I vividly remember a day in my 9th grade English class. We were given the assignment to write a story, a page or two. In what I recall to be an extremely enjoyable flow state, I penned a 20-page narrative with multiple characters and a whole plot arc.
It probably won’t surprise you that instead of being praised for creating something that could be rightfully considered a piece of written art, I got reprimanded for not following the structural expectations of the task. The story that was a deep and honest expression of myself received a failing grade. Over-delivering was punished, and severely so.

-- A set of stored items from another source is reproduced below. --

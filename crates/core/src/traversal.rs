//! Traversal order for a move.
//!
//! Cells are visited starting from the side the vector points toward, so a
//! tile never overtakes the one ahead of it and merges resolve
//! nearest-neighbour first.

use arrayvec::ArrayVec;

use crate::types::{Position, Vector, MAX_GRID_SIZE};

/// Row and column visiting order for one move
#[derive(Debug, Clone, PartialEq, Eq)]
pub struct Traversal {
    pub rows: ArrayVec<usize, MAX_GRID_SIZE>,
    pub cols: ArrayVec<usize, MAX_GRID_SIZE>,
}

impl Traversal {
    /// Every cell in visiting order (rows outer, columns inner)
    pub fn positions(&self) -> impl Iterator<Item = Position> + '_ {
        self.rows
            .iter()
            .flat_map(move |&row| self.cols.iter().map(move |&col| Position::new(row, col)))
    }
}

/// Build the visiting order for `vector` on a `size` x `size` grid.
///
/// `size` is clamped to [`MAX_GRID_SIZE`].
pub fn traversal(size: usize, vector: Vector) -> Traversal {
    let size = size.min(MAX_GRID_SIZE);
    let mut rows: ArrayVec<usize, MAX_GRID_SIZE> = (0..size).collect();
    let mut cols: ArrayVec<usize, MAX_GRID_SIZE> = (0..size).collect();

    // Always traverse from the farthest cell in the chosen direction
    if vector.row == 1 {
        rows.reverse();
    }
    if vector.col == 1 {
        cols.reverse();
    }

    Traversal { rows, cols }
}
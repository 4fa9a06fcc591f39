//! Key mapping from terminal events to game actions.

use crate::types::{Direction, GameAction};
use crossterm::event::{KeyCode, KeyEvent, KeyModifiers};

/// Map keyboard input to game actions.
///
/// Arrows, `hjkl` and `wasd` move. Control-modified keys are left to
/// [`should_quit`].
pub fn handle_key_event(key: KeyEvent) -> Option<GameAction> {
    if key.modifiers.contains(KeyModifiers::CONTROL) {
        return None;
    }

    match key.code {
        // Movement
        KeyCode::Left
        | KeyCode::Char('h')
        | KeyCode::Char('H')
        | KeyCode::Char('a')
        | KeyCode::Char('A') => Some(GameAction::Move(Direction::Left)),
        KeyCode::Right
        | KeyCode::Char('l')
        | KeyCode::Char('L')
        | KeyCode::Char('d')
        | KeyCode::Char('D') => Some(GameAction::Move(Direction::Right)),
        KeyCode::Down
        | KeyCode::Char('j')
        | KeyCode::Char('J')
        | KeyCode::Char('s')
        | KeyCode::Char('S') => Some(GameAction::Move(Direction::Down)),
        KeyCode::Up
        | KeyCode::Char('k')
        | KeyCode::Char('K')
        | KeyCode::Char('w')
        | KeyCode::Char('W') => Some(GameAction::Move(Direction::Up)),

        // History
        KeyCode::Char('u') | KeyCode::Char('U') | KeyCode::Backspace => Some(GameAction::Undo),
        KeyCode::Char('z') | KeyCode::Char('Z') => Some(GameAction::RewardedUndo),

        // Game flow
        KeyCode::Char('n') | KeyCode::Char('N') | KeyCode::Char('r') | KeyCode::Char('R') => {
            Some(GameAction::NewGame)
        }
        KeyCode::Char('c') | KeyCode::Char('C') | KeyCode::Enter => Some(GameAction::KeepPlaying),

        _ => None,
    }
}

/// Check if key should quit the game.
pub fn should_quit(key: KeyEvent) -> bool {
    matches!(key.code, KeyCode::Char('q') | KeyCode::Char('Q') | KeyCode::Esc)
        || (key.code == KeyCode::Char('c') && key.modifiers.contains(KeyModifiers::CONTROL))
}

#[cfg(test)]
mod tests {
    use super::*;
    use crossterm::event::{KeyCode, KeyEvent, KeyModifiers};

    fn key(code: KeyCode) -> Option<GameAction> {
        handle_key_event(KeyEvent::from(code))
    }

    #[test]
    fn test_movement_keys() {
        assert_eq!(key(KeyCode::Left), Some(GameAction::Move(Direction::Left)));
        assert_eq!(key(KeyCode::Right), Some(GameAction::Move(Direction::Right)));
        assert_eq!(key(KeyCode::Down), Some(GameAction::Move(Direction::Down)));
        assert_eq!(key(KeyCode::Up), Some(GameAction::Move(Direction::Up)));

        assert_eq!(key(KeyCode::Char('H')), Some(GameAction::Move(Direction::Left)));
        assert_eq!(key(KeyCode::Char('l')), Some(GameAction::Move(Direction::Right)));
        assert_eq!(key(KeyCode::Char('j')), Some(GameAction::Move(Direction::Down)));
        assert_eq!(key(KeyCode::Char('K')), Some(GameAction::Move(Direction::Up)));
        assert_eq!(key(KeyCode::Char('w')), Some(GameAction::Move(Direction::Up)));
        assert_eq!(key(KeyCode::Char('a')), Some(GameAction::Move(Direction::Left)));
        assert_eq!(key(KeyCode::Char('s')), Some(GameAction::Move(Direction::Down)));
        assert_eq!(key(KeyCode::Char('D')), Some(GameAction::Move(Direction::Right)));
    }

    #[test]
    fn test_action_keys() {
        assert_eq!(key(KeyCode::Char('u')), Some(GameAction::Undo));
        assert_eq!(key(KeyCode::Backspace), Some(GameAction::Undo));
        assert_eq!(key(KeyCode::Char('z')), Some(GameAction::RewardedUndo));
        assert_eq!(key(KeyCode::Char('n')), Some(GameAction::NewGame));
        assert_eq!(key(KeyCode::Char('R')), Some(GameAction::NewGame));
        assert_eq!(key(KeyCode::Char('c')), Some(GameAction::KeepPlaying));
        assert_eq!(key(KeyCode::Enter), Some(GameAction::KeepPlaying));
        assert_eq!(key(KeyCode::Char('x')), None);
    }

    #[test]
    fn test_ctrl_c_is_not_an_action() {
        let ctrl_c = KeyEvent::new(KeyCode::Char('c'), KeyModifiers::CONTROL);
        assert_eq!(handle_key_event(ctrl_c), None);
        assert!(should_quit(ctrl_c));
    }

    #[test]
    fn test_quit_keys() {
        assert!(should_quit(KeyEvent::from(KeyCode::Char('q'))));
        assert!(should_quit(KeyEvent::from(KeyCode::Esc)));
        assert!(!should_quit(KeyEvent::from(KeyCode::Char('c'))));
        assert!(!should_quit(KeyEvent::from(KeyCode::Char('x'))));
    }
}
//! Engine configuration.
//!
//! All rule knobs have named defaults in `tui_2048_types`. `from_env` follows
//! the usual pattern: unset or unparseable variables fall back to defaults.

use crate::error::ConfigError;
use crate::types::{
    DEFAULT_AD_UNDO_DELAY_MS, DEFAULT_FOUR_PROBABILITY, DEFAULT_GRID_SIZE,
    DEFAULT_SETTLE_DELAY_MS, DEFAULT_WIN_VALUE, MAX_GRID_SIZE, MIN_GRID_SIZE,
};

#[derive(Debug, Clone, PartialEq)]
pub struct EngineConfig {
    /// Side length of the square grid
    pub size: usize,
    /// A tile of at least this value wins the game
    pub win_value: u32,
    /// Probability that a spawned tile is a 4
    pub four_probability: f64,
    /// Animation window after a move before win/loss is evaluated
    pub settle_delay_ms: u32,
    /// Interstitial duration before a rewarded undo is applied
    pub ad_undo_delay_ms: u32,
}

impl Default for EngineConfig {
    fn default() -> Self {
        Self {
            size: DEFAULT_GRID_SIZE,
            win_value: DEFAULT_WIN_VALUE,
            four_probability: DEFAULT_FOUR_PROBABILITY,
            settle_delay_ms: DEFAULT_SETTLE_DELAY_MS,
            ad_undo_delay_ms: DEFAULT_AD_UNDO_DELAY_MS,
        }
    }
}

impl EngineConfig {
    /// Read overrides from `TUI2048_*` environment variables.
    pub fn from_env() -> Self {
        Self::from_lookup(|key| std::env::var(key).ok())
    }

    /// Same as [`from_env`](Self::from_env) with an injectable variable lookup.
    pub fn from_lookup(lookup: impl Fn(&str) -> Option<String>) -> Self {
        fn parsed<T: std::str::FromStr>(raw: Option<String>, default: T) -> T {
            raw.and_then(|s| s.trim().parse().ok()).unwrap_or(default)
        }

        let d = Self::default();
        Self {
            size: parsed(lookup("TUI2048_SIZE"), d.size),
            win_value: parsed(lookup("TUI2048_WIN_VALUE"), d.win_value),
            four_probability: parsed(lookup("TUI2048_FOUR_PROBABILITY"), d.four_probability),
            settle_delay_ms: parsed(lookup("TUI2048_SETTLE_MS"), d.settle_delay_ms),
            ad_undo_delay_ms: parsed(lookup("TUI2048_AD_UNDO_MS"), d.ad_undo_delay_ms),
        }
    }

    /// Same rules, no animation window. Moves settle synchronously.
    pub fn instant() -> Self {
        Self {
            settle_delay_ms: 0,
            ad_undo_delay_ms: 0,
            ..Self::default()
        }
    }

    pub fn with_size(mut self, size: usize) -> Self {
        self.size = size;
        self
    }

    pub fn with_win_value(mut self, win_value: u32) -> Self {
        self.win_value = win_value;
        self
    }

    pub fn validate(&self) -> Result<(), ConfigError> {
        if !(MIN_GRID_SIZE..=MAX_GRID_SIZE).contains(&self.size) {
            return Err(ConfigError::SizeOutOfRange(self.size));
        }
        if self.win_value < 4 || !self.win_value.is_power_of_two() {
            return Err(ConfigError::WinValueNotPowerOfTwo(self.win_value));
        }
        if !(0.0..=1.0).contains(&self.four_probability) {
            return Err(ConfigError::ProbabilityOutOfRange(self.four_probability));
        }
        Ok(())
    }
}
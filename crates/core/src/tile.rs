//! Tile module - numbered pieces and their identities.

use crate::types::Position;

/// Identity of a tile.
///
/// A merge produces a tile with a fresh id, so the two sources and the
/// product are always distinguishable within a move.
#[derive(Debug, Clone, Copy, PartialEq, Eq, Hash, PartialOrd, Ord)]
pub struct TileId(pub u32);

/// A single numbered piece occupying one grid cell
#[derive(Debug, Clone, Copy, PartialEq, Eq, Hash)]
pub struct Tile {
    pub id: TileId,
    pub value: u32,
    pub position: Position,
}

impl Tile {
    pub fn new(id: TileId, value: u32, position: Position) -> Self {
        Self {
            id,
            value,
            position,
        }
    }
}

/// Monotonic source of [`TileId`]s.
#[derive(Debug, Clone, Default)]
pub struct TileIds {
    next: u32,
}

impl TileIds {
    pub fn new() -> Self {
        Self::default()
    }

    pub fn next_id(&mut self) -> TileId {
        let id = TileId(self.next);
        self.next = self.next.wrapping_add(1);
        id
    }
}
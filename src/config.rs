//! Runner configuration from `TUI2048_*` environment variables.

use std::path::PathBuf;

use crate::core::EngineConfig;

/// Default best-score file name, placed in `$HOME`.
pub const BEST_SCORE_FILE: &str = ".tui2048_best.json";

#[derive(Debug, Clone, PartialEq)]
pub struct AppConfig {
    pub engine: EngineConfig,
    /// Best-score JSON file. `None` keeps the best score in memory only.
    pub best_path: Option<PathBuf>,
    /// Log file. `None` disables logging.
    pub log_path: Option<PathBuf>,
    /// Fixed RNG seed; entropy when unset.
    pub seed: Option<u64>,
    /// Capture the mouse for swipe input
    pub mouse: bool,
}

impl Default for AppConfig {
    fn default() -> Self {
        Self {
            engine: EngineConfig::default(),
            best_path: None,
            log_path: None,
            seed: None,
            mouse: true,
        }
    }
}

impl AppConfig {
    pub fn from_env() -> Self {
        Self::from_lookup(|key| std::env::var(key).ok())
    }

    /// Build from an arbitrary variable lookup.
    ///
    /// `TUI2048_BEST_PATH` set to an empty string disables the best-score file.
    pub fn from_lookup(lookup: impl Fn(&str) -> Option<String>) -> Self {
        let engine = EngineConfig::from_lookup(&lookup);

        let best_path = match lookup("TUI2048_BEST_PATH") {
            Some(raw) => non_empty(raw).map(PathBuf::from),
            None => lookup("HOME")
                .and_then(non_empty)
                .map(|home| PathBuf::from(home).join(BEST_SCORE_FILE)),
        };

        let log_path = lookup("TUI2048_LOG_PATH")
            .and_then(non_empty)
            .map(PathBuf::from);

        let seed = lookup("TUI2048_SEED").and_then(|s| s.trim().parse().ok());

        let mouse = lookup("TUI2048_MOUSE")
            .map(|s| !matches!(s.trim(), "0" | "false" | "off"))
            .unwrap_or(true);

        Self {
            engine,
            best_path,
            log_path,
            seed,
            mouse,
        }
    }
}

fn non_empty(raw: String) -> Option<String> {
    let trimmed = raw.trim();
    if trimmed.is_empty() {
        None
    } else {
        Some(trimmed.to_string())
    }
}
//! Terminal input module (engine-facing).
//!
//! Maps `crossterm` key events into [`crate::types::GameAction`] and turns
//! mouse drags into swipe directions. Independent of any UI framework.

pub mod map;
pub mod swipe;

pub use tui_2048_types as types;

pub use map::{handle_key_event, should_quit};
pub use swipe::{classify_swipe, SwipeTracker, DEFAULT_SWIPE_THRESHOLD};
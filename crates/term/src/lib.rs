//! Terminal "game renderer" module.
//!
//! A small, game-oriented rendering layer: snapshots are drawn into a plain
//! framebuffer which is then flushed (diffed) to the terminal through crossterm.
//! No widget/layout library is involved.
//!
//! Also hosts the terminal-side engine collaborators (bell, redraw flag).

pub mod fb;
pub mod game_view;
pub mod hooks;
pub mod renderer;

pub use tui_2048_core as core;
pub use tui_2048_types as types;

pub use fb::{number_label, Cell, CellStyle, FrameBuffer, Rect, Rgb};
pub use game_view::{tile_colors, AnchorY, GameView, Viewport};
pub use hooks::{BellSound, RedrawFlag};
pub use renderer::{encode_frame, TerminalRenderer};
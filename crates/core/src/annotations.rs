//! Per-move annotations keyed by tile identity.
//!
//! Animation bookkeeping (where a tile came from, which two tiles a merge
//! consumed, which tile was spawned) lives here instead of on [`Tile`].
//! The table is cleared at the start of every move. The merge rule reads it
//! too: a tile listed as a merge product cannot merge again in the same move.

use std::collections::HashMap;

use crate::grid::Grid;
use crate::tile::{Tile, TileId};
use crate::types::Position;

#[derive(Debug, Clone, Default, PartialEq)]
pub struct MoveAnnotations {
    previous: HashMap<TileId, Position>,
    merged_from: HashMap<TileId, [Tile; 2]>,
    spawned: Option<TileId>,
}

impl MoveAnnotations {
    pub fn new() -> Self {
        Self::default()
    }

    pub fn clear(&mut self) {
        self.previous.clear();
        self.merged_from.clear();
        self.spawned = None;
    }

    /// Forget the previous move and remember where every tile starts this one
    pub fn begin_move(&mut self, grid: &Grid) {
        self.clear();
        for tile in grid.tiles() {
            self.previous.insert(tile.id, tile.position);
        }
    }

    pub fn record_merge(&mut self, product: TileId, sources: [Tile; 2]) {
        self.merged_from.insert(product, sources);
    }

    pub fn record_spawn(&mut self, id: TileId) {
        self.spawned = Some(id);
    }

    pub fn is_merge_product(&self, id: TileId) -> bool {
        self.merged_from.contains_key(&id)
    }

    pub fn previous_position(&self, id: TileId) -> Option<Position> {
        self.previous.get(&id).copied()
    }

    pub fn merged_from(&self, id: TileId) -> Option<&[Tile; 2]> {
        self.merged_from.get(&id)
    }

    pub fn spawned(&self) -> Option<TileId> {
        self.spawned
    }

    pub fn merge_count(&self) -> usize {
        self.merged_from.len()
    }
}
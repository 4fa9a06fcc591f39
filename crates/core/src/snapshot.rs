use crate::types::{Position, DEFAULT_GRID_SIZE};

/// Game phase derived from the `won` / `keep_playing` / `game_over` flags
#[derive(Debug, Clone, Copy, PartialEq, Eq, Hash)]
pub enum Phase {
    Active,
    /// Win tile reached, victory screen up; moves are rejected
    Won,
    /// Win tile reached and the player chose to keep going
    Continuing,
    GameOver,
}

impl Phase {
    pub fn from_flags(won: bool, keep_playing: bool, game_over: bool) -> Self {
        if game_over {
            Phase::GameOver
        } else if won && !keep_playing {
            Phase::Won
        } else if won {
            Phase::Continuing
        } else {
            Phase::Active
        }
    }

    pub fn accepts_moves(&self) -> bool {
        matches!(self, Phase::Active | Phase::Continuing)
    }
}

/// Render-facing view of one tile
#[derive(Debug, Clone, Copy, PartialEq, Eq, Hash)]
pub struct TileView {
    pub id: u32,
    pub value: u32,
    pub position: Position,
    /// Where the tile sat before the last move, if it existed then
    pub previous_position: Option<Position>,
    /// Produced by a merge during the last move
    pub merged: bool,
    /// Spawned after the last move
    pub spawned: bool,
}

#[derive(Debug, Clone, PartialEq, Eq, Hash)]
pub struct GameSnapshot {
    pub size: usize,
    /// Row-major values, 0 for empty cells
    pub values: Vec<u32>,
    pub tiles: Vec<TileView>,
    pub score: u32,
    pub best: u32,
    /// Successful moves this game
    pub moves: u32,
    pub won: bool,
    pub keep_playing: bool,
    pub game_over: bool,
    pub busy: bool,
    pub can_undo: bool,
    pub ad_pending: bool,
    pub phase: Phase,
}

impl GameSnapshot {
    pub fn clear(&mut self) {
        self.values.clear();
        self.values.resize(self.size * self.size, 0);
        self.tiles.clear();
        self.score = 0;
        self.best = 0;
        self.moves = 0;
        self.won = false;
        self.keep_playing = false;
        self.game_over = false;
        self.busy = false;
        self.can_undo = false;
        self.ad_pending = false;
        self.phase = Phase::Active;
    }

    pub fn value_at(&self, row: usize, col: usize) -> u32 {
        if row >= self.size || col >= self.size {
            return 0;
        }
        self.values[row * self.size + col]
    }

    pub fn tile_at(&self, row: usize, col: usize) -> Option<&TileView> {
        let pos = Position::new(row, col);
        self.tiles.iter().find(|t| t.position == pos)
    }

    pub fn playable(&self) -> bool {
        self.phase.accepts_moves() && !self.busy
    }
}

impl Default for GameSnapshot {
    fn default() -> Self {
        let mut s = Self {
            size: DEFAULT_GRID_SIZE,
            values: Vec::new(),
            tiles: Vec::new(),
            score: 0,
            best: 0,
            moves: 0,
            won: false,
            keep_playing: false,
            game_over: false,
            busy: false,
            can_undo: false,
            ad_pending: false,
            phase: Phase::Active,
        };
        s.clear();
        s
    }
}

#[cfg(test)]
mod tests {
    use super::*;

    #[test]
    fn phase_follows_flags() {
        assert_eq!(Phase::from_flags(false, false, false), Phase::Active);
        assert_eq!(Phase::from_flags(true, false, false), Phase::Won);
        assert_eq!(Phase::from_flags(true, true, false), Phase::Continuing);
        assert_eq!(Phase::from_flags(true, true, true), Phase::GameOver);
        assert!(!Phase::Won.accepts_moves());
        assert!(Phase::Continuing.accepts_moves());
    }

    #[test]
    fn default_snapshot_is_empty_grid() {
        let snap = GameSnapshot::default();
        assert_eq!(snap.values.len(), 16);
        assert!(snap.values.iter().all(|&v| v == 0));
        assert_eq!(snap.value_at(9, 9), 0);
        assert!(snap.playable());
    }
}
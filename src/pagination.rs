use serde::{Deserialize, Serialize};

pub const DEFAULT_LIMIT: u64 = 10;
pub const MAX_LIMIT: u64 = 50;

/// Raw `?page=&limit=` query parameters.
///
/// Both are accepted as strings on purpose: anything that does not parse as a
/// positive integer silently falls back to the default instead of erroring.
#[derive(Debug, Default, Clone, Deserialize)]
pub struct PageQuery {
    pub page: Option<String>,
    pub limit: Option<String>,
}

/// Normalized pagination window.
#[derive(Debug, Clone, Copy, PartialEq, Eq)]
pub struct PageParams {
    pub page: u64,
    pub limit: u64,
}

impl PageParams {
    pub fn skip(&self) -> u64 {
        (self.page - 1) * self.limit
    }
}

impl PageQuery {
    pub fn resolve(&self) -> PageParams {
        let page = parse_positive(self.page.as_deref()).unwrap_or(1).max(1);
        let limit = parse_positive(self.limit.as_deref())
            .unwrap_or(DEFAULT_LIMIT)
            .clamp(1, MAX_LIMIT);
        PageParams { page, limit }
    }
}

fn parse_positive(raw: Option<&str>) -> Option<u64> {
    let value: u64 = raw?.trim().parse().ok()?;
    if value == 0 {
        None
    } else {
        Some(value)
    }
}

/// Pagination metadata echoed back with every list response.
#[derive(Debug, Clone, Serialize)]
#[serde(rename_all = "camelCase")]
pub struct PageMeta {
    pub page: u64,
    pub limit: u64,
    pub total: u64,
    pub total_pages: u64,
    pub has_next_page: bool,
    pub has_prev_page: bool,
}

impl PageMeta {
    pub fn new(page: u64, limit: u64, total: u64) -> Self {
        let total_pages = total.div_ceil(limit.max(1));
        Self {
            page,
            limit,
            total,
            total_pages,
            has_next_page: page < total_pages,
            has_prev_page: page > 1 && total_pages > 0,
        }
    }

    pub fn from_params(params: PageParams, total: u64) -> Self {
        Self::new(params.page, params.limit, total)
    }
}

/// Page a fully-materialized list in memory. Used where the result set is
/// ranked application-side before windowing (search, watch history).
pub fn paginate_slice<T: Clone>(items: &[T], params: PageParams) -> (Vec<T>, PageMeta) {
    let total = items.len() as u64;
    let start = params.skip().min(total) as usize;
    let end = (params.skip() + params.limit).min(total) as usize;
    (items[start..end].to_vec(), PageMeta::from_params(params, total))
}

#[cfg(test)]
mod tests {
    use super::*;

    fn query(page: Option<&str>, limit: Option<&str>) -> PageQuery {
        PageQuery {
            page: page.map(String::from),
            limit: limit.map(String::from),
        }
    }

    #[test]
    fn defaults_apply() {
        let p = query(None, None).resolve();
        assert_eq!(p, PageParams { page: 1, limit: 10 });
        assert_eq!(p.skip(), 0);
    }

    #[test]
    fn limit_is_clamped_to_fifty() {
        let p = query(Some("3"), Some("9999")).resolve();
        assert_eq!(p.limit, 50);
        assert_eq!(p.skip(), 100);
    }

    #[test]
    fn garbage_input_falls_back_silently() {
        let p = query(Some("abc"), Some("-4")).resolve();
        assert_eq!(p, PageParams { page: 1, limit: 10 });
        let p = query(Some("0"), Some("0")).resolve();
        assert_eq!(p, PageParams { page: 1, limit: 10 });
    }

    #[test]
    fn meta_totals() {
        let meta = PageMeta::new(4, 10, 35);
        assert_eq!(meta.total_pages, 4);
        assert!(!meta.has_next_page);
        assert!(meta.has_prev_page);

        let meta = PageMeta::new(1, 10, 0);
        assert_eq!(meta.total_pages, 0);
        assert!(!meta.has_next_page);
        assert!(!meta.has_prev_page);
    }

    #[test]
    fn slice_pagination_windows() {
        let items: Vec<u32> = (0..23).collect();
        let (page, meta) = paginate_slice(&items, PageParams { page: 3, limit: 10 });
        assert_eq!(page, vec![20, 21, 22]);
        assert_eq!(meta.total, 23);
        assert_eq!(meta.total_pages, 3);
        assert!(!meta.has_next_page);

        let (page, meta) = paginate_slice(&items, PageParams { page: 9, limit: 10 });
        assert!(page.is_empty());
        assert!(meta.has_prev_page);
    }
}
use chrono::Utc;
use jsonwebtoken::{decode, encode, DecodingKey, EncodingKey, Header, Validation};
use serde::{Deserialize, Serialize};

use crate::config::JwtConfig;
use crate::error::{ApiError, ApiResult};

#[derive(Debug, Clone, Copy, PartialEq, Eq)]
pub enum TokenKind {
    Access,
    Refresh,
}

impl TokenKind {
    fn as_str(self) -> &'static str {
        match self {
            TokenKind::Access => "access",
            TokenKind::Refresh => "refresh",
        }
    }
}

/// JWT payload: subject is the user's record key.
#[derive(Debug, Clone, Serialize, Deserialize)]
pub struct Claims {
    pub sub: String,
    pub token_type: String,
    pub iat: i64,
    pub exp: i64,
}

#[derive(Debug, Clone)]
pub struct TokenPair {
    pub access_token: String,
    pub refresh_token: String,
}

fn secret(cfg: &JwtConfig, kind: TokenKind) -> &str {
    match kind {
        TokenKind::Access => &cfg.access_secret,
        TokenKind::Refresh => &cfg.refresh_secret,
    }
}

fn ttl(cfg: &JwtConfig, kind: TokenKind) -> i64 {
    match kind {
        TokenKind::Access => cfg.access_ttl_secs,
        TokenKind::Refresh => cfg.refresh_ttl_secs,
    }
}

pub fn sign(cfg: &JwtConfig, user_id: &str, kind: TokenKind) -> ApiResult<String> {
    let now = Utc::now().timestamp();
    let claims = Claims {
        sub: user_id.to_string(),
        token_type: kind.as_str().to_string(),
        iat: now,
        exp: now + ttl(cfg, kind),
    };
    encode(
        &Header::default(),
        &claims,
        &EncodingKey::from_secret(secret(cfg, kind).as_bytes()),
    )
    .map_err(|e| ApiError::Internal(format!("token signing failed: {e}")))
}

/// Verify a token of the expected kind; an access token presented where a
/// refresh token is expected (or vice versa) is rejected.
pub fn verify(cfg: &JwtConfig, token: &str, kind: TokenKind) -> ApiResult<Claims> {
    let data = decode::<Claims>(
        token,
        &DecodingKey::from_secret(secret(cfg, kind).as_bytes()),
        &Validation::default(),
    )
    .map_err(|e| match e.kind() {
        jsonwebtoken::errors::ErrorKind::ExpiredSignature => {
            ApiError::Unauthorized("token expired".into())
        }
        _ => ApiError::Unauthorized("invalid token".into()),
    })?;

    if data.claims.token_type != kind.as_str() {
        return Err(ApiError::Unauthorized("wrong token type".into()));
    }

    Ok(data.claims)
}

pub fn issue_pair(cfg: &JwtConfig, user_id: &str) -> ApiResult<TokenPair> {
    Ok(TokenPair {
        access_token: sign(cfg, user_id, TokenKind::Access)?,
        refresh_token: sign(cfg, user_id, TokenKind::Refresh)?,
    })
}

#[cfg(test)]
mod tests {
    use super::*;

    fn test_cfg() -> JwtConfig {
        JwtConfig {
            access_secret: "access-secret".into(),
            refresh_secret: "refresh-secret".into(),
            access_ttl_secs: 900,
            refresh_ttl_secs: 86400,
        }
    }

    #[test]
    fn sign_and_verify_roundtrip() {
        let cfg = test_cfg();
        let token = sign(&cfg, "u1", TokenKind::Access).unwrap();
        let claims = verify(&cfg, &token, TokenKind::Access).unwrap();
        assert_eq!(claims.sub, "u1");
        assert_eq!(claims.token_type, "access");
    }

    #[test]
    fn refresh_token_rejected_as_access() {
        let cfg = test_cfg();
        let token = sign(&cfg, "u1", TokenKind::Refresh).unwrap();
        let err = verify(&cfg, &token, TokenKind::Access).unwrap_err();
        assert!(matches!(err, ApiError::Unauthorized(_)));
    }

    #[test]
    fn tampered_token_rejected() {
        let cfg = test_cfg();
        let mut token = sign(&cfg, "u1", TokenKind::Access).unwrap();
        token.push('x');
        assert!(verify(&cfg, &token, TokenKind::Access).is_err());
    }

    #[test]
    fn expired_token_rejected() {
        let mut cfg = test_cfg();
        cfg.access_ttl_secs = -120;
        let token = sign(&cfg, "u1", TokenKind::Access).unwrap();
        let err = verify(&cfg, &token, TokenKind::Access).unwrap_err();
        match err {
            ApiError::Unauthorized(msg) => assert!(msg.contains("expired")),
            other => panic!("expected unauthorized, got {other:?}"),
        }
    }
}
pub mod comment;
pub mod like;
pub mod notification;
pub mod playlist;
pub mod report;
pub mod subscription;
pub mod user;
pub mod video;

pub use comment::{Comment, CommentView, CreateCommentRequest, NewComment, UpdateCommentRequest};
pub use like::{Like, LikeTarget, NewLike};
pub use notification::{NewNotification, Notification, NotificationKind, NotificationView};
pub use playlist::{
    AddPlaylistVideoRequest, CreatePlaylistRequest, NewPlaylist, Playlist, PlaylistEntry,
    PlaylistView,
};
pub use report::{CreateReportRequest, NewReport, Report, ReportStatus, ReportTarget, ReportView};
pub use subscription::{NewSubscription, Subscription};
pub use user::{
    ChangePasswordRequest, ChannelProfile, LoginRequest, NewUser, OwnerSummary, RegisterRequest,
    UpdateProfileRequest, User, UserPatch, UserView,
};
pub use video::{NewVideo, UpdateVideoRequest, Video, VideoPatch, VideoView};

School teaches us that compliance with someone else’s expectations is desirable. At the same time, we’re asked —and through grades, forced— to suppress our creative impulses. We are told that overstepping the formal boundaries of a task is failing the task itself. The fact that teachers have the power to dish out punitive grades at any point creates a power dynamic where we are expected to submit to external pressures and absorb them into self-imposed limitations: a good student is a student that has trained themselves to stay in their lane.
This compliance may have been helpful in a world of factories where the safety of everyone involved required workers that would blindly follow orders, but the knowledge economy needs a different mindset. Most Indie Hackers operate solidly on this digital side of the knowledge economy, and they struggle to break the bonds of self-imposed creativity suppression.
Now, let’s get one thing straight: teaching dozens of students simultaneously needs formal requirements to avoid chaos and a lack of measurable results. But what are we really measuring in school? What do grades convey, and who is looking at them?
This is where the compliance moves beyond the educational system. Because it’s not just parents and teachers who care about grades. For some reason that escapes me, employers to this day are interested in seeing the school grades that I received several decades ago.
In a way, it’s not surprising: systems change slowly. Even modern corporate businesses don’t operate in a vacuum: their internal processes result from many decades of managerial and operational experience. It’s not that strange to think that someone who has been working in HR for 30 years would apply some of the standards they know were working back in the day.
This delayed awareness of a paradigm shift in recruiting employees leads to stunning perversions of an otherwise useful process: the illustrious whiteboard leetcode interview. Regularly, software engineers are asked to solve previously solved problems without a computer, in front of interviewers, on a whiteboard. The fact that this is common practice blows my mind. The reality of most software jobs is that when you need a particular algorithm, you look it up. You find a peer-reviewed (often open-source) implementation, and you integrate it into your work. Why on earth would you have to come up with such an algorithm —without a computer or the hivemind that we tap into when we code— in an interview setting?
Well, this is about compliance as well. “If you really want this job, how far will you go? Will you learn all these easily looked-up problems and their reference implementations? You won’t need them for the job, but you will need them to show your submission to our process.”
Most employees are fine with this. After all, they gain a safe and long-term job after jumping through these hoops. And often, these problems are interesting for a technically-minded person: removing duplicates from datasets or calculating the number of permutations of a string can be fascinating research projects for a coder.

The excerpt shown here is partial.